O salão estava cheio. A nata da sociedade londrina estava presente no evento. Podia-se ouvir o burburinho do público especulando qual seria o tema da apresentação daquela noite. Todos ali haviam recebido um convite especial para o evento, realizado por uma companhia não muito conhecida no país. Ninguém realmente sabia do que se tratava, mas podiam imaginar que seria o lançamento de alguma nova invenção, e isso os deixava muito empolgados, pois gostavam de estar informados sobre as nascentes tecnologias que mudariam o mundo, naquele otimista século XIX. De repente todos se ajeitaram em seus lugares, pois o mestre-de-cerimônias havia acabado de sair detrás da cortina, e começado seu discurso.
“Boa noite senhoras e senhores! É um prazer tê-los aqui nesta agradável noite. Vocês poderiam estar em qualquer outro lugar, mas escolheram vir até aqui, e esperamos que todas as suas expectativas sejam satisfeitas. Algum tempo atrás nossa companhia enviou para vocês um convite especial para este evento,e hoje queremos oferecer-lhes em primeira mão a oportunidade de conhecer um produto que irá revolucionar a maneira que seus filhos tomam banho”. Todos se olharam com um ar, de certa forma, estupefato. A senhoras, em seus longos vestidos, começaram a se abanar nervosamente com seus leques. O mestre-de-cerimônias continuou. “Com certeza, a partir de hoje, será muito mais fácil banhar suas crianças. Não mais choro. Não mais crianças fugindo molhadas pela casa encharcando os tapetes persas que tanto lhes custaram. Ao contrário, elas terão prazer em tomar banho, pois será para elas demasiado divertido”. Houve uma pausa; era possível ouvir alguns senhores tossindo discretamente.

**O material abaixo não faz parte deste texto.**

use super::*;

#[test]
fn mul_div255_variants_align() {
    for x in [0u16, 1, 127, 255] {
        for y in [0u16, 1, 127, 255] {
            assert_eq!(u16::from(mul_div255_u8(x, y)), mul_div255_u16(x, y));
        }
    }
    assert_eq!(mul_div255_u8(255, 255), 255);
    assert_eq!(mul_div255_u8(255, 0), 0);
}

#[test]
fn unit_to_u8_clamps() {
    assert_eq!(unit_to_u8(-1.0), 0);
    assert_eq!(unit_to_u8(0.5), 128);
    assert_eq!(unit_to_u8(2.0), 255);
    assert_eq!(unit_to_u8(f64::NAN), 0);
}
use crate::foundation::core::{Affine, Point, Rgba8Premul};
use crate::foundation::error::{CanvasError, CanvasResult};
use crate::render::frame::VideoFrame;
use std::str::FromStr;

/// Font selection in the `"<size>px <family>"` shorthand, e.g. `"100px Arial"`.
#[derive(Clone, Debug, PartialEq, serde::Serialize, serde::Deserialize)]
pub struct FontSpec {
    /// Em size in local units.
    pub size_px: f64,
    /// Family name passed through to the text renderer.
    pub family: String,
}

impl Default for FontSpec {
    fn default() -> Self {
        Self {
            size_px: 10.0,
            family: "sans-serif".to_owned(),
        }
    }
}

impl FromStr for FontSpec {
    type Err = CanvasError;

    fn from_str(s: &str) -> CanvasResult<Self> {
        let s = s.trim();
        let (size, family) = s
            .split_once(char::is_whitespace)
            .ok_or_else(|| CanvasError::validation(format!("font \"{s}\" needs a size and a family")))?;
        let size_px: f64 = size
            .strip_suffix("px")
            .and_then(|v| v.parse().ok())
            .filter(|v: &f64| v.is_finite() && *v > 0.0)
            .ok_or_else(|| CanvasError::validation(format!("invalid font size \"{size}\"")))?;
        let family = family.trim();
        if family.is_empty() {
            return Err(CanvasError::validation("font family is empty"));
        }
        Ok(Self {
            size_px,
            family: family.to_owned(),
        })
    }
}

/// Whether a text run should be filled or outlined.
#[derive(Clone, Copy, Debug, PartialEq, Eq)]
pub enum TextMode {
    /// Filled glyphs using the fill color.
    Fill,
    /// Outlined glyphs using the stroke color and line width.
    Stroke,
}

/// Placement and paint for one text draw, resolved at call time.
///
/// Glyph shaping and rasterization are not done here; a [`TextRenderer`] receives the run.
#[derive(Clone, Debug, PartialEq)]
pub struct TextRun {
    /// UTF-8 text.
    pub text: String,
    /// Baseline origin in device space.
    pub origin: Point,
    /// Local-to-device transform active at call time.
    pub transform: Affine,
    /// Font in local units.
    pub font: FontSpec,
    /// Paint with global alpha already applied.
    pub color: Rgba8Premul,
    /// Fill or stroke.
    pub mode: TextMode,
    /// Outline width in local units (meaningful for [`TextMode::Stroke`]).
    pub line_width: f64,
}

/// External glyph rasterizer.
pub trait TextRenderer {
    /// Draw `run` into `frame`.
    fn render_text(&mut self, frame: &mut VideoFrame, run: &TextRun) -> CanvasResult<()>;
}

/// Text renderer that only records runs; useful for tests and headless hosts.
#[derive(Debug, Default)]
pub struct TextRunRecorder {
    runs: Vec<TextRun>,
}

impl TextRunRecorder {
    /// Create an empty recorder.
    pub fn new() -> Self {
        Self::default()
    }

    /// Runs recorded so far, in call order.
    pub fn runs(&self) -> &[TextRun] {
        &self.runs
    }

    /// Take the recorded runs, leaving the recorder empty.
    pub fn take(&mut self) -> Vec<TextRun> {
        std::mem::take(&mut self.runs)
    }
}

impl TextRenderer for TextRunRecorder {
    fn render_text(&mut self, _frame: &mut VideoFrame, run: &TextRun) -> CanvasResult<()> {
        self.runs.push(run.clone());
        Ok(())
    }
}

“Esse novo produto desenvolvido por nossa companhia envolveu a pesquisa de uma nova forma de produção, a fim de lidar com um material que faz poucas décadas se percebeu ser de grande utilidade para a indústria de nosso país. Esse material de que falo, a borracha, de fato, abriu novas possibilidades na indústria, dentre as quais a que eu lhes apresentarei. É necessário salientar que a borracha que usamos é da mais alta qualidade, selecionada e importada especialmente da exótica floresta tropical brasileira pela nossa empresa, com a finalidade de garantir maior durabilidade.” As senhoras começaram a abanar seus leques ainda mais rapidamente.
“Vocês devem ter notado”, continuou, “que aqui à frente há um volume coberto por um pano branco, que eu agora terei o prazer de lhes revelar o conteúdo”. De fato, algum tempo atrás alguns funcionários haviam empurrado um volume de tamanho considerável para o meio do palco; quatro homens haviam sido necessários para tal tarefa. O mestre-de-cerimônias deu alguns passos até objeto coberto e parou, como se para aumentar o suspense. Chamou dois funcionários que rapidamente removeram o lençol branco. O salão se encheu de espanto. Os homens faziam comentários entre si. As mulheres que ainda podiam abanar seus leques mais rápido, o fizeram. Uma ou duas desmaiaram.
O objeto era muito menor do que pensavam. Quase não dava para vê-lo à distância. O lençol, na realidade, estava cobrindo uma banheira cheia de água, e dentro dela boiava, placidamente, o motivo de todos estarem naquele salão. No meio da banheira boiava, impávido, desafiando os raciocínios mais complexos, um patinho de borracha amarelo.